__Task objective__. Write the listing out once more, with every line exactly as it stands.

__Provided records__.
//! Media download for douyin-dl
//!
//! Streams a media URL to disk in fixed-size chunks, reporting progress after
//! every chunk. Media files are short clips, so there is no range splitting
//! and no retry: a failed download is reported and the user can run it again.

use std::path::{Path, PathBuf};
use std::time::{Duration, SystemTime, UNIX_EPOCH};
use log::{debug, info};
use reqwest::header::REFERER;
use reqwest::Client;
use futures::TryStreamExt;
use tokio::io::{AsyncRead, AsyncReadExt, AsyncWriteExt};
use tokio_util::io::StreamReader;

use crate::core::error::{Error, Result};
use crate::core::fetch::{build_client, GLOBAL_CLIENT};
use crate::core::source::{resolve_output_filename, SourceConfig};
use crate::core::stream::{DownloadOptions, OverwriteBehavior};

/// Referer sent with media requests; the CDN rejects some requests without one
const MEDIA_REFERER: &str = "https://www.douyin.com/";

/// Budget for one media download, connection and body included
const DOWNLOAD_TIMEOUT: Duration = Duration::from_secs(30 * 60);

/// Suffix of the file a download is written to before it completes
const PART_SUFFIX: &str = ".part";

/// Check if destination file exists and handle overwrite behavior
fn check_overwrite_permission(file_path: &Path, behavior: OverwriteBehavior) -> Result<()> {
    if !file_path.exists() {
        return Ok(());
    }

    match behavior {
        OverwriteBehavior::Force => {
            info!("overwriting existing file: {}", file_path.display());
            Ok(())
        }
        OverwriteBehavior::NeverOverwrite => Err(Error::IoError(std::io::Error::new(
            std::io::ErrorKind::AlreadyExists,
            format!(
                "File already exists: {} (use --force to overwrite)",
                file_path.display()
            ),
        ))),
    }
}

/// Default file name for a download started now
pub fn default_file_name(video_id: Option<&str>) -> String {
    let timestamp = SystemTime::now()
        .duration_since(UNIX_EPOCH)
        .map(|d| d.as_secs())
        .unwrap_or(0);
    resolve_output_filename(video_id, timestamp)
}

/// Streams media files to disk
#[derive(Clone)]
pub struct MediaDownloader {
    client: Client,
}

impl Default for MediaDownloader {
    fn default() -> Self {
        Self::new()
    }
}

impl MediaDownloader {
    /// Create a downloader on the shared client
    pub fn new() -> Self {
        Self {
            client: GLOBAL_CLIENT.clone(),
        }
    }

    /// Create a downloader sending the headers from `config`
    pub fn with_config(config: &SourceConfig) -> Result<Self> {
        Ok(Self {
            client: build_client(config)?,
        })
    }

    /// Download `media_url` into `dest_dir/file_name` and return the written path
    pub async fn download(
        &self,
        media_url: &str,
        dest_dir: &Path,
        file_name: &str,
        options: &DownloadOptions,
    ) -> Result<PathBuf> {
        if file_name.is_empty() || file_name == ".." || file_name.contains(['/', '\\']) {
            return Err(Error::InvalidInput(format!(
                "invalid output file name: '{file_name}'"
            )));
        }

        tokio::fs::create_dir_all(dest_dir).await?;
        let file_path = dest_dir.join(file_name);
        check_overwrite_permission(&file_path, options.overwrite)?;

        info!("starting download: {media_url}");
        let response = self
            .client
            .get(media_url)
            .header(REFERER, MEDIA_REFERER)
            .timeout(DOWNLOAD_TIMEOUT)
            .send()
            .await?;

        let status = response.status();
        if !status.is_success() {
            return Err(Error::HttpError(format!("Failed to download: {status}")));
        }

        let total_size = response.content_length().unwrap_or(0);
        debug!("content length: {total_size}");

        // Only complete files ever appear under the final name
        let part_path = dest_dir.join(format!("{file_name}{PART_SUFFIX}"));
        if let Err(e) = write_part(response, &part_path, total_size, options).await {
            if let Err(remove_err) = tokio::fs::remove_file(&part_path).await {
                debug!("could not remove {}: {remove_err}", part_path.display());
            }
            return Err(e);
        }
        tokio::fs::rename(&part_path, &file_path).await?;

        info!("saved to: {}", file_path.display());
        Ok(file_path)
    }
}

/// Streams the response body into `part_path` and checks the byte count
async fn write_part(
    response: reqwest::Response,
    part_path: &Path,
    total_size: u64,
    options: &DownloadOptions,
) -> Result<()> {
    let body = StreamReader::new(response.bytes_stream().map_err(std::io::Error::other));
    let mut file = tokio::fs::File::create(part_path).await?;
    let written = stream_to_writer(body, &mut file, total_size, options).await?;
    file.flush().await?;

    if total_size > 0 && written != total_size {
        return Err(Error::DownloadFailed(format!(
            "expected {total_size} bytes, received {written}"
        )));
    }
    Ok(())
}

/// Copies `reader` into `writer` chunk by chunk, returning the byte count
async fn stream_to_writer<R, W>(
    mut reader: R,
    writer: &mut W,
    total_size: u64,
    options: &DownloadOptions,
) -> Result<u64>
where
    R: AsyncRead + Unpin,
    W: tokio::io::AsyncWrite + Unpin,
{
    let mut buffer = vec![0u8; options.buffer_size.max(1)];
    let mut downloaded = 0u64;

    loop {
        let bytes_read = reader
            .read(&mut buffer)
            .await
            .map_err(|e| Error::DownloadFailed(format!("Stream read error: {e}")))?;

        if bytes_read == 0 {
            break;
        }

        writer.write_all(&buffer[..bytes_read]).await?;
        downloaded += bytes_read as u64;

        if let Some(ref progress) = options.progress {
            progress(downloaded, total_size);
        }
    }

    Ok(downloaded)
}
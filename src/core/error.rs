//! Error types for douyin-dl
//!
//! Transport and file-system failures surface here. Browser rendering problems
//! are not errors: they are reported as [`RenderOutcome`](crate::core::render::RenderOutcome)
//! values and absorbed by the extraction pipeline.

use std::fmt;

/// Main error type for douyin-dl operations
#[derive(Debug)]
pub enum Error {
    /// Connection failure or timeout while talking to a remote host
    NetworkError(String),

    /// Non-success HTTP status or other HTTP-level failure
    HttpError(String),

    /// File I/O error
    IoError(std::io::Error),

    /// Invalid parameters or share text
    InvalidInput(String),

    /// The extraction pipeline could not produce a media URL
    ExtractionFailed(String),

    /// The media stream was interrupted or unusable
    DownloadFailed(String),
}

impl Error {
    /// Whether this error came from the HTTP transport (fatal for extraction)
    pub fn is_transport(&self) -> bool {
        matches!(self, Error::NetworkError(_) | Error::HttpError(_))
    }
}

impl fmt::Display for Error {
    fn fmt(&self, f: &mut fmt::Formatter<'_>) -> fmt::Result {
        match self {
            Error::NetworkError(msg) => {
                write!(f, "Network error: {}", msg)
            }
            Error::HttpError(msg) => {
                write!(f, "HTTP error: {}", msg)
            }
            Error::IoError(err) => {
                write!(f, "I/O error: {}", err)
            }
            Error::InvalidInput(msg) => {
                write!(f, "Invalid input: {}", msg)
            }
            Error::ExtractionFailed(msg) => {
                write!(f, "Extraction failed: {}", msg)
            }
            Error::DownloadFailed(msg) => {
                write!(f, "Download failed: {}", msg)
            }
        }
    }
}

impl std::error::Error for Error {
    fn source(&self) -> Option<&(dyn std::error::Error + 'static)> {
        match self {
            Error::IoError(err) => Some(err),
            _ => None,
        }
    }
}

impl From<std::io::Error> for Error {
    fn from(err: std::io::Error) -> Self {
        Error::IoError(err)
    }
}

impl From<reqwest::Error> for Error {
    fn from(err: reqwest::Error) -> Self {
        if err.is_connect() || err.is_timeout() {
            Error::NetworkError(err.to_string())
        } else {
            Error::HttpError(err.to_string())
        }
    }
}

/// Convenience result type for douyin-dl operations
pub type Result<T> = std::result::Result<T, Error>;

__The completed task__.
//! Media download for douyin-dl
//!
//! Streams a media URL to disk in fixed-size chunks, reporting progress after
//! every chunk. Media files are short clips, so there is no range splitting
//! and no retry: a failed download is reported and the user can run it again.

use std::path::{Path, PathBuf};
use std::time::{Duration, SystemTime, UNIX_EPOCH};
use log::{debug, info};
use reqwest::header::REFERER;
use reqwest::Client;
use futures::TryStreamExt;
use tokio::io::{AsyncRead, AsyncReadExt, AsyncWriteExt};
use tokio_util::io::StreamReader;

use crate::core::error::{Error, Result};
use crate::core::fetch::{build_client, GLOBAL_CLIENT};
use crate::core::source::{resolve_output_filename, SourceConfig};
use crate::core::stream::{DownloadOptions, OverwriteBehavior};

/// Referer sent with media requests; the CDN rejects some requests without one
const MEDIA_REFERER: &str = "https://www.douyin.com/";

/// Budget for one media download, connection and body included
const DOWNLOAD_TIMEOUT: Duration = Duration::from_secs(30 * 60);

/// Suffix of the file a download is written to before it completes
const PART_SUFFIX: &str = ".part";

/// Check if destination file exists and handle overwrite behavior
fn check_overwrite_permission(file_path: &Path, behavior: OverwriteBehavior) -> Result<()> {
    if !file_path.exists() {
        return Ok(());
    }

    match behavior {
        OverwriteBehavior::Force => {
            info!("overwriting existing file: {}", file_path.display());
            Ok(())
        }
        OverwriteBehavior::NeverOverwrite => Err(Error::IoError(std::io::Error::new(
            std::io::ErrorKind::AlreadyExists,
            format!(
                "File already exists: {} (use --force to overwrite)",
                file_path.display()
            ),
        ))),
    }
}

/// Default file name for a download started now
pub fn default_file_name(video_id: Option<&str>) -> String {
    let timestamp = SystemTime::now()
        .duration_since(UNIX_EPOCH)
        .map(|d| d.as_secs())
        .unwrap_or(0);
    resolve_output_filename(video_id, timestamp)
}

/// Streams media files to disk
#[derive(Clone)]
pub struct MediaDownloader {
    client: Client,
}

impl Default for MediaDownloader {
    fn default() -> Self {
        Self::new()
    }
}

impl MediaDownloader {
    /// Create a downloader on the shared client
    pub fn new() -> Self {
        Self {
            client: GLOBAL_CLIENT.clone(),
        }
    }

    /// Create a downloader sending the headers from `config`
    pub fn with_config(config: &SourceConfig) -> Result<Self> {
        Ok(Self {
            client: build_client(config)?,
        })
    }

    /// Download `media_url` into `dest_dir/file_name` and return the written path
    pub async fn download(
        &self,
        media_url: &str,
        dest_dir: &Path,
        file_name: &str,
        options: &DownloadOptions,
    ) -> Result<PathBuf> {
        if file_name.is_empty() || file_name == ".." || file_name.contains(['/', '\\']) {
            return Err(Error::InvalidInput(format!(
                "invalid output file name: '{file_name}'"
            )));
        }

        tokio::fs::create_dir_all(dest_dir).await?;
        let file_path = dest_dir.join(file_name);
        check_overwrite_permission(&file_path, options.overwrite)?;

        info!("starting download: {media_url}");
        let response = self
            .client
            .get(media_url)
            .header(REFERER, MEDIA_REFERER)
            .timeout(DOWNLOAD_TIMEOUT)
            .send()
            .await?;

        let status = response.status();
        if !status.is_success() {
            return Err(Error::HttpError(format!("Failed to download: {status}")));
        }

        let total_size = response.content_length().unwrap_or(0);
        debug!("content length: {total_size}");

        // Only complete files ever appear under the final name
        let part_path = dest_dir.join(format!("{file_name}{PART_SUFFIX}"));
        if let Err(e) = write_part(response, &part_path, total_size, options).await {
            if let Err(remove_err) = tokio::fs::remove_file(&part_path).await {
                debug!("could not remove {}: {remove_err}", part_path.display());
            }
            return Err(e);
        }
        tokio::fs::rename(&part_path, &file_path).await?;

        info!("saved to: {}", file_path.display());
        Ok(file_path)
    }
}

/// Streams the response body into `part_path` and checks the byte count
async fn write_part(
    response: reqwest::Response,
    part_path: &Path,
    total_size: u64,
    options: &DownloadOptions,
) -> Result<()> {
    let body = StreamReader::new(response.bytes_stream().map_err(std::io::Error::other));
    let mut file = tokio::fs::File::create(part_path).await?;
    let written = stream_to_writer(body, &mut file, total_size, options).await?;
    file.flush().await?;

    if total_size > 0 && written != total_size {
        return Err(Error::DownloadFailed(format!(
            "expected {total_size} bytes, received {written}"
        )));
    }
    Ok(())
}

/// Copies `reader` into `writer` chunk by chunk, returning the byte count
async fn stream_to_writer<R, W>(
    mut reader: R,
    writer: &mut W,
    total_size: u64,
    options: &DownloadOptions,
) -> Result<u64>
where
    R: AsyncRead + Unpin,
    W: tokio::io::AsyncWrite + Unpin,
{
    let mut buffer = vec![0u8; options.buffer_size.max(1)];
    let mut downloaded = 0u64;

    loop {
        let bytes_read = reader
            .read(&mut buffer)
            .await
            .map_err(|e| Error::DownloadFailed(format!("Stream read error: {e}")))?;

        if bytes_read == 0 {
            break;
        }

        writer.write_all(&buffer[..bytes_read]).await?;
        downloaded += bytes_read as u64;

        if let Some(ref progress) = options.progress {
            progress(downloaded, total_size);
        }
    }

    Ok(downloaded)
}
filename src/core/error.rs
//! Error types for douyin-dl
//!
//! Transport and file-system failures surface here. Browser rendering problems
//! are not errors: they are reported as [`RenderOutcome`](crate::core::render::RenderOutcome)
//! values and absorbed by the extraction pipeline.

use std::fmt;

/// Main error type for douyin-dl operations
#[derive(Debug)]
pub enum Error {
    /// Connection failure or timeout while talking to a remote host
    NetworkError(String),

    /// Non-success HTTP status or other HTTP-level failure
    HttpError(String),

    /// File I/O error
    IoError(std::io::Error),

    /// Invalid parameters or share text
    InvalidInput(String),

    /// The extraction pipeline could not produce a media URL
    ExtractionFailed(String),

    /// The media stream was interrupted or unusable
    DownloadFailed(String),
}

impl Error {
    /// Whether this error came from the HTTP transport (fatal for extraction)
    pub fn is_transport(&self) -> bool {
        matches!(self, Error::NetworkError(_) | Error::HttpError(_))
    }
}

impl fmt::Display for Error {
    fn fmt(&self, f: &mut fmt::Formatter<'_>) -> fmt::Result {
        match self {
            Error::NetworkError(msg) => {
                write!(f, "Network error: {}", msg)
            }
            Error::HttpError(msg) => {
                write!(f, "HTTP error: {}", msg)
            }
            Error::IoError(err) => {
                write!(f, "I/O error: {}", err)
            }
            Error::InvalidInput(msg) => {
                write!(f, "Invalid input: {}", msg)
            }
            Error::ExtractionFailed(msg) => {
                write!(f, "Extraction failed: {}", msg)
            }
            Error::DownloadFailed(msg) => {
                write!(f, "Download failed: {}", msg)
            }
        }
    }
}

impl std::error::Error for Error {
    fn source(&self) -> Option<&(dyn std::error::Error + 'static)> {
        match self {
            Error::IoError(err) => Some(err),
            _ => None,
        }
    }
}

impl From<std::io::Error> for Error {
    fn from(err: std::io::Error) -> Self {
        Error::IoError(err)
    }
}

impl From<reqwest::Error> for Error {
    fn from(err: reqwest::Error) -> Self {
        if err.is_connect() || err.is_timeout() {
            Error::NetworkError(err.to_string())
        } else {
            Error::HttpError(err.to_string())
        }
    }
}

/// Convenience result type for douyin-dl operations
pub type Result<T> = std::result::Result<T, Error>;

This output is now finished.